Items from a data source:
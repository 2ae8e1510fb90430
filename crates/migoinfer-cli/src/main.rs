//! Command-line entry point for MiGo type inference.

use std::fs::{self, File};
use std::io::{self, Write};
use std::path::PathBuf;
use std::rc::Rc;

use clap::Parser;

use migoinfer_engine::Inferer;
use migoinfer_ssa::build;

mod error;
use error::{convert_build_error, CliError};

#[derive(Parser, Debug)]
#[command(name = "migoinfer")]
#[command(about = "Infers MiGo types from SSA programs", long_about = None)]
struct Args {
    /// SSA source files to analyse
    #[arg(value_name = "FILE", required = true)]
    files: Vec<PathBuf>,

    /// Analysis log file ('-' for stderr)
    #[arg(long, value_name = "PATH")]
    log: Option<String>,

    /// Show raw unfiltered MiGo
    #[arg(long)]
    raw: bool,

    /// Explicit entry function (pkg.Name, (pkg).Name or "pkg".Name)
    #[arg(long, value_name = "PATH")]
    entry: Option<String>,

    /// Dump the parsed SSA listing instead of inferring
    #[arg(long)]
    ssa: bool,
}

fn init_logging(log: &Option<String>) {
    let mut builder = env_logger::Builder::from_default_env();
    match log.as_deref() {
        None => {
            builder.filter_level(log::LevelFilter::Error);
        }
        Some("-") => {
            builder.filter_level(log::LevelFilter::Debug);
        }
        Some(path) => {
            builder.filter_level(log::LevelFilter::Debug);
            if let Ok(f) = File::create(path) {
                builder.target(env_logger::Target::Pipe(Box::new(f)));
            }
        }
    }
    let _ = builder.try_init();
}

fn run(args: Args) -> Result<(), CliError> {
    // Keep the concatenated sources for diagnostics.
    let mut sources = String::new();
    for f in &args.files {
        match fs::read_to_string(f) {
            Ok(s) => {
                sources.push_str(&s);
                sources.push('\n');
            }
            Err(_) => {} // Reported properly by the builder below.
        }
    }

    let info = build::from_files(args.files.clone())
        .default()
        .build()
        .map_err(|e| convert_build_error(e, &sources))?;

    if args.ssa {
        let mut stdout = io::stdout().lock();
        info.write_to(&mut stdout)?;
        return Ok(());
    }

    let mut inferer = Inferer::new(Rc::new(info));
    inferer.raw = args.raw;
    if let Some(entry) = &args.entry {
        inferer.set_entry_func(entry);
    }
    inferer.analyse()?;

    let mut stdout = io::stdout().lock();
    inferer.write_output(&mut stdout)?;
    stdout.flush()?;
    Ok(())
}

fn main() -> miette::Result<()> {
    let args = Args::parse();
    init_logging(&args.log);
    run(args)?;
    Ok(())
}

Exercise directions: Reproduce each line from the records that contains the word "Result".

Answer for this exercise:
fn run(args: Args) -> Result<(), CliError> {
fn main() -> miette::Result<()> {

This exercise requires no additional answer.